Does anyone have a child just begging for their parents to purchase them the SAT practice book so that he or she can sit down on weekends and read it cover to cover? I didn’t think so. That’s why you need test prep. To make sure your student practices the tests – and practices them the “right” way – in order to maximize his or her score. I cannot tell you how many students I’ve come across who do not score up to their intellectual and academic level on their first practice test simply because they don’t like tests. Test prep helps students get past that mental block and achieve the score they deserve.
Now that we know we need the assistance of an expert, the next questions is “When?” My personal recommendation is to begin prep during the summer between Sophomore and Junior year. This allows students to take the SAT and ACT in October and determine which they they are better at. Colleges only need one test, but some students are naturally better at one over the other. Once you know which test is “the test” for your student, additional practice should be done for a retake of that one test. This retake should be done between January and April, before the rigorous studying for AP test or IB exams begins. Hopefully students can be done at this point, leaving their May and June exams open for Subject Tests and simply studying for finals instead of stressing over the SAT and ACT. In addition they don’t have to spend the next summer doing prep and can instead devote it to the other parts of the college applications – community service, research,
The final question is “How Much?” We never want to stress our students out or overload them with so much prep that they burn out. So it’s a fine line we walk between helping them be as prepared as possible and remembering that they are teenagers who would like to have a life outside of school work. There are those that ignore the social need of students and throw their children at intensive programs that meet for hours a days and assign so much homework that students aren’t able to see the light of day. Then there are those who don’t do any prep and just roll the dice on their score. I believe in a moderate and reasonable approach. I want students to be prepared, but not over-prepared. We all know that students have a breaking point at which they don’t try anymore, so the trick is getting as close as you can to that without crossing it. After all, if the student doesn’t give 100% then there is no improvement.

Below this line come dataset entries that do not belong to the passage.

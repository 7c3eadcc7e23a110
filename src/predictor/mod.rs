//! Fitted models behind the dashboard.
//!
//! A [`Predictor`] is an opaque pre-fitted model with a single inference
//! call. The dashboard holds two of them (price and price category) inside a
//! [`PredictionService`]. Two backends exist: the in-process JSON tree
//! ensemble in [`forest`] and, with the `xgboost` feature, libxgboost
//! boosters in `booster`. Both see records through [`encoding`].

#[cfg(feature = "xgboost")]
pub mod booster;
pub mod encoding;
pub mod forest;
pub mod labels;
pub mod service;

use crate::domain::PropertyRecord;
use serde::{Deserialize, Serialize};
use std::fmt;
use thiserror::Error;

pub use forest::{ForestClassifier, ForestRegressor};
pub use labels::PriceCategory;
pub use service::{Prediction, PredictionService};

/// Failure of a single prediction call. Always recoverable: the dashboard
/// reports it and keeps serving.
#[derive(Debug, Error)]
pub enum PredictionError {
    #[error("{field} '{value}' was not seen when the model was fitted")]
    UnseenCategory {
        field: CategoricalField,
        value: String,
    },

    #[error("model returned an unusable value: {0}")]
    InvalidOutput(f64),

    #[error("classifier returned unknown label {0}")]
    UnknownLabel(u8),

    #[error("model error: {0}")]
    Model(String),
}

/// Single-call inference over a [`PropertyRecord`].
pub trait Predictor: Send + Sync {
    type Output;

    fn predict(&self, record: &PropertyRecord) -> Result<Self::Output, PredictionError>;

    /// Category values this model was fitted on, when the backend exposes
    /// them. Used only for the startup coverage report.
    fn known_categories(&self, _field: CategoricalField) -> Option<&[String]> {
        None
    }
}

#[derive(Debug, Clone, Copy, PartialEq, Eq, Hash, Serialize, Deserialize)]
#[serde(rename_all = "snake_case")]
pub enum NumericField {
    Bedrooms,
    Bathrooms,
    Toilets,
    ParkingSpace,
}

impl NumericField {
    pub fn read(&self, record: &PropertyRecord) -> f64 {
        let v = match self {
            NumericField::Bedrooms => record.bedrooms,
            NumericField::Bathrooms => record.bathrooms,
            NumericField::Toilets => record.toilets,
            NumericField::ParkingSpace => record.parking_space,
        };
        f64::from(v)
    }
}

#[derive(Debug, Clone, Copy, PartialEq, Eq, Hash, PartialOrd, Ord, Serialize, Deserialize)]
#[serde(rename_all = "snake_case")]
pub enum CategoricalField {
    Title,
    Town,
    State,
}

impl CategoricalField {
    pub const ALL: [CategoricalField; 3] = [
        CategoricalField::Title,
        CategoricalField::Town,
        CategoricalField::State,
    ];

    pub fn as_str(&self) -> &'static str {
        match self {
            CategoricalField::Title => "title",
            CategoricalField::Town => "town",
            CategoricalField::State => "state",
        }
    }

    pub fn read<'a>(&self, record: &'a PropertyRecord) -> &'a str {
        match self {
            CategoricalField::Title => record.title.label(),
            CategoricalField::Town => &record.town,
            CategoricalField::State => &record.state,
        }
    }
}

impl fmt::Display for CategoricalField {
    fn fmt(&self, f: &mut fmt::Formatter<'_>) -> fmt::Result {
        f.write_str(self.as_str())
    }
}
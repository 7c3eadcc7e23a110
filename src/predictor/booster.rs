// src/predictor/booster.rs
//
// XGBoost backend: booster files saved by `Booster::save`, scored one row at a
// time through libxgboost. Records are encoded with the shared FeatureLayout.

use crate::domain::PropertyRecord;
use crate::errors::StartupError;
use crate::predictor::encoding::FeatureLayout;
use crate::predictor::{CategoricalField, PredictionError, Predictor};
use std::fs;
use std::path::Path;
use std::sync::Mutex;
use xgboost::{Booster, DMatrix, XGBError};

struct Handle(Booster);

// Booster owns a raw libxgboost handle; it is only touched behind the mutex.
unsafe impl Send for Handle {}

pub struct BoostedModel {
    layout: FeatureLayout,
    booster: Mutex<Handle>,
}

impl BoostedModel {
    pub fn load(path: &Path, layout: FeatureLayout) -> Result<Self, StartupError> {
        fs::metadata(path).map_err(|source| StartupError::Read {
            path: path.to_path_buf(),
            source,
        })?;

        let booster = Booster::load(path).map_err(|e| StartupError::InvalidArtifact {
            path: path.to_path_buf(),
            reason: e.to_string(),
        })?;

        Ok(Self {
            layout,
            booster: Mutex::new(Handle(booster)),
        })
    }

    /// Raw model output for one record.
    fn score(&self, record: &PropertyRecord) -> Result<f64, PredictionError> {
        let row = self.layout.encode(record)?;
        let matrix = DMatrix::from_dense(&row, 1).map_err(model_error)?;

        let booster = self
            .booster
            .lock()
            .map_err(|_| PredictionError::Model("booster lock poisoned".into()))?;
        let scores = booster.0.predict(&matrix).map_err(model_error)?;

        scores
            .first()
            .map(|v| f64::from(*v))
            .ok_or_else(|| PredictionError::Model("booster returned no rows".into()))
    }
}

fn model_error(e: XGBError) -> PredictionError {
    PredictionError::Model(e.to_string())
}

/// Price booster (`reg:squarederror`).
pub struct BoostedRegressor(pub BoostedModel);

impl Predictor for BoostedRegressor {
    type Output = f64;

    fn predict(&self, record: &PropertyRecord) -> Result<f64, PredictionError> {
        self.0.score(record)
    }

    fn known_categories(&self, field: CategoricalField) -> Option<&[String]> {
        Some(self.0.layout.categories.get(field))
    }
}

/// Category booster (`binary:logistic`); outputs P(class 1).
pub struct BoostedClassifier(pub BoostedModel);

impl Predictor for BoostedClassifier {
    type Output = u8;

    fn predict(&self, record: &PropertyRecord) -> Result<u8, PredictionError> {
        let p = self.0.score(record)?;
        if !(0.0..=1.0).contains(&p) {
            return Err(PredictionError::InvalidOutput(p));
        }
        Ok(if p > 0.5 { 1 } else { 0 })
    }

    fn known_categories(&self, field: CategoricalField) -> Option<&[String]> {
        Some(self.0.layout.categories.get(field))
    }
}
//! Uploaded datasets and the grouped counts drawn from them.

pub mod aggregate;

use thiserror::Error;

pub use aggregate::{count_by, GroupBy, GroupedCount};

/// Column holding the affordability label in uploaded datasets.
pub const CATEGORY_COLUMN: &str = "price Category";

/// Problems with an upload. Shown as a warning; the dashboard stays usable.
#[derive(Debug, Error)]
pub enum DatasetError {
    #[error("could not read CSV: {0}")]
    Csv(#[from] csv::Error),

    #[error("dataset is missing required column(s): {}", .0.join(", "))]
    MissingColumns(Vec<String>),

    #[error("upload is larger than the {limit} byte limit")]
    TooLarge { limit: usize },
}

/// A parsed CSV upload: header row plus string records.
#[derive(Debug, Clone, Default)]
pub struct Dataset {
    headers: Vec<String>,
    rows: Vec<csv::StringRecord>,
}

impl Dataset {
    /// Parse CSV bytes. A body with no header row is an empty dataset.
    pub fn from_csv(bytes: &[u8]) -> Result<Self, DatasetError> {
        if bytes.iter().all(|b| b.is_ascii_whitespace()) {
            return Ok(Self::default());
        }

        let mut reader = csv::ReaderBuilder::new()
            .has_headers(true)
            .flexible(true)
            .from_reader(bytes);

        let headers = reader
            .headers()?
            .iter()
            .map(|h| h.trim().trim_start_matches('\u{feff}').to_string())
            .collect();

        let rows = reader.records().collect::<Result<Vec<_>, _>>()?;

        Ok(Self { headers, rows })
    }

    /// Data rows read, header excluded.
    pub fn row_count(&self) -> usize {
        self.rows.len()
    }

    pub fn column_index(&self, name: &str) -> Option<usize> {
        self.headers.iter().position(|h| h == name)
    }

    /// Resolve every named column, or report all the missing ones.
    /// A header-less (empty) dataset resolves to nothing and is not an error.
    pub fn require_columns(&self, names: &[&str]) -> Result<Option<Vec<usize>>, DatasetError> {
        if self.headers.is_empty() {
            return Ok(None);
        }

        let mut found = Vec::with_capacity(names.len());
        let mut missing = Vec::new();
        for name in names {
            match self.column_index(name) {
                Some(i) => found.push(i),
                None => missing.push(name.to_string()),
            }
        }

        if missing.is_empty() {
            Ok(Some(found))
        } else {
            Err(DatasetError::MissingColumns(missing))
        }
    }

    pub fn rows(&self) -> impl Iterator<Item = &csv::StringRecord> {
        self.rows.iter()
    }
}
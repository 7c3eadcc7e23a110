use crate::router::handle;
use crate::tests::utils::{body_bytes, body_string, fixed_state, post};

const CSV: &str = "text/csv";
const FORM: &str = "application/x-www-form-urlencoded";

#[test]
fn zone_chart_from_raw_csv() {
    let state = fixed_state();
    let csv = "state,price Category\nLagos,Affordable\nLagos,Expensive\nBorno,Affordable\n";

    let resp = handle(post("/dataset?by=zone", CSV, csv), &state).expect("Handler failed");
    assert_eq!(resp.status(), 200);

    let body = body_string(resp);
    assert!(body.contains("<svg"));
    assert!(body.contains("South West / Affordable: 1"));
    assert!(body.contains("South West / Expensive: 1"));
    assert!(body.contains("North East / Affordable: 1"));
    assert_eq!(body.matches("<rect").count(), 3);
    assert!(body.contains("Plotted <strong>3</strong> of 3 rows"));
}

#[test]
fn town_chart_from_pasted_form() {
    let state = fixed_state();
    let form = "by=town&csv=town%2Cprice+Category%0ALekki%2CExpensive%0ALekki%2CExpensive%0AAjah%2CAffordable%0A";

    let body = body_string(handle(post("/dataset", FORM, form), &state).unwrap());
    assert!(body.contains("Lekki / Expensive: 2"));
    assert!(body.contains("Ajah / Affordable: 1"));
}

#[test]
fn missing_category_column_warns_without_chart() {
    let state = fixed_state();

    for csv in ["state,price\n", "state,price\nLagos,1\nKano,2\nOyo,3\n"] {
        let resp = handle(post("/dataset", CSV, csv), &state).expect("warning, not failure");
        assert_eq!(resp.status(), 200);

        let body = body_string(resp);
        assert!(body.contains("Warning"));
        assert!(body.contains("price Category"));
        assert!(!body.contains("<svg"));
    }
}

#[test]
fn empty_upload_renders_empty_chart() {
    let state = fixed_state();

    for csv in ["", "state,price Category\n"] {
        let body = body_string(handle(post("/dataset", CSV, csv), &state).unwrap());
        assert!(body.contains("No rows to plot"));
        assert!(!body.contains("Warning"));
    }
}

#[test]
fn oversized_upload_is_a_warning() {
    let mut state = fixed_state();
    state.config.dataset.max_upload_bytes = 16;

    let csv = "state,price Category\nLagos,Affordable\n";
    let body = body_string(handle(post("/dataset", CSV, csv), &state).unwrap());
    assert!(body.contains("byte limit"));
    assert!(!body.contains("<svg"));
}

#[test]
fn invalid_grouping_is_bad_request() {
    let state = fixed_state();
    let err = handle(post("/dataset?by=county", CSV, "state,price Category\n"), &state).unwrap_err();
    assert!(matches!(err, crate::errors::ServerError::BadRequest(_)));
}

#[test]
fn export_returns_workbook() {
    let state = fixed_state();
    let csv = "state,price Category\nLagos,Affordable\nKano,Expensive\n";

    let resp = handle(post("/dataset/export?by=zone", CSV, csv), &state).expect("Handler failed");
    assert_eq!(resp.status(), 200);
    assert!(resp
        .headers()
        .get("Content-Disposition")
        .unwrap()
        .to_str()
        .unwrap()
        .contains("price_categories_by_zone.xlsx"));
    assert_eq!(&body_bytes(resp)[..2], b"PK");
}

#[test]
fn export_without_required_columns_is_422() {
    let state = fixed_state();
    let err = handle(post("/dataset/export", CSV, "town,price\nLekki,1\n"), &state).unwrap_err();
    assert_eq!(crate::responses::errors::status_of(&err), 422);
}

This is why my test prep programs limit class lengths to 90 minutes, because honestly after that point the student has stopped listening. And my homework is not overwhelming, no more than an hour a week. But I do keep small group classes of 3-6 students because I feel that individual attention is one of the most important parts of test prep. Once I combine all of these together I’m able to come up with a course that isn’t only reasonable, but reasonably priced. Only $250 for SAT or $325 for both tests. Test prep shouldn’t cost and arm and a leg – because, well, it isn’t needed…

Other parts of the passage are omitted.